→ DIRECTIONS:
Which lines in the records below contain the word "Result"? Copy each of them.

Stored data entries
____

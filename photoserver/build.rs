fn main() -> Result<(), Box<dyn std::error::Error>> {
    tonic_build::configure()
        .build_client(true)
        .build_server(true)
        .compile(&["proto/photo.proto"], &["proto"])?;
    Ok(())
}
//! PostgreSQL Database Configuration
//!
//! 데이터베이스 연결 풀을 생성하고 관리합니다.

use crate::config::app_config::DatabaseSettings;
use sqlx::postgres::PgPoolOptions;
use sqlx::{Error as SqlxError, PgPool};
use std::time::Duration;
use tracing::{error, info};

/// PostgreSQL 연결 풀 타입 별칭
pub type DbConnection = PgPool;

/// PostgreSQL 데이터베이스 설정 구조체
#[derive(Debug, Clone)]
pub struct DbConfig {
    pub pool: DbConnection,
    pub host: String,
    pub port: u16,
    pub database: String,
}

impl DbConfig {
    /// 새로운 데이터베이스 연결 풀을 생성합니다.
    pub async fn connect(settings: &DatabaseSettings) -> Result<Self, SqlxError> {
        info!(
            "데이터베이스 연결 시도: {}:{}@{}/{}",
            settings.user, "***", settings.host, settings.database
        );

        let pool = PgPoolOptions::new()
            .max_connections(settings.max_connections)
            .acquire_timeout(Duration::from_secs(5))
            .connect(&settings.url())
            .await?;

        info!("PostgreSQL 연결 풀 생성 완료: {}:{}", settings.host, settings.port);

        Ok(Self {
            pool,
            host: settings.host.clone(),
            port: settings.port,
            database: settings.database.clone(),
        })
    }

    /// 연결 풀에서 연결을 가져옵니다.
    pub fn get_pool(&self) -> &DbConnection {
        &self.pool
    }

    /// 데이터베이스 연결 상태를 확인합니다.
    pub async fn health_check(&self) -> Result<bool, SqlxError> {
        match sqlx::query("SELECT 1").fetch_one(&self.pool).await {
            Ok(_) => {
                info!("데이터베이스 연결 상태 양호");
                Ok(true)
            }
            Err(e) => {
                error!("데이터베이스 연결 실패: {}", e);
                Err(e)
            }
        }
    }

    /// 데이터베이스 연결을 닫습니다.
    pub async fn close(&self) {
        info!("데이터베이스 연결 풀을 닫는 중...");
        self.pool.close().await;
        info!("데이터베이스 연결 풀 종료 완료");
    }
}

____

→ EXPECTED ANSWER:
fn main() -> Result<(), Box<dyn std::error::Error>> {
    pub async fn connect(settings: &DatabaseSettings) -> Result<Self, SqlxError> {
    pub async fn health_check(&self) -> Result<bool, SqlxError> {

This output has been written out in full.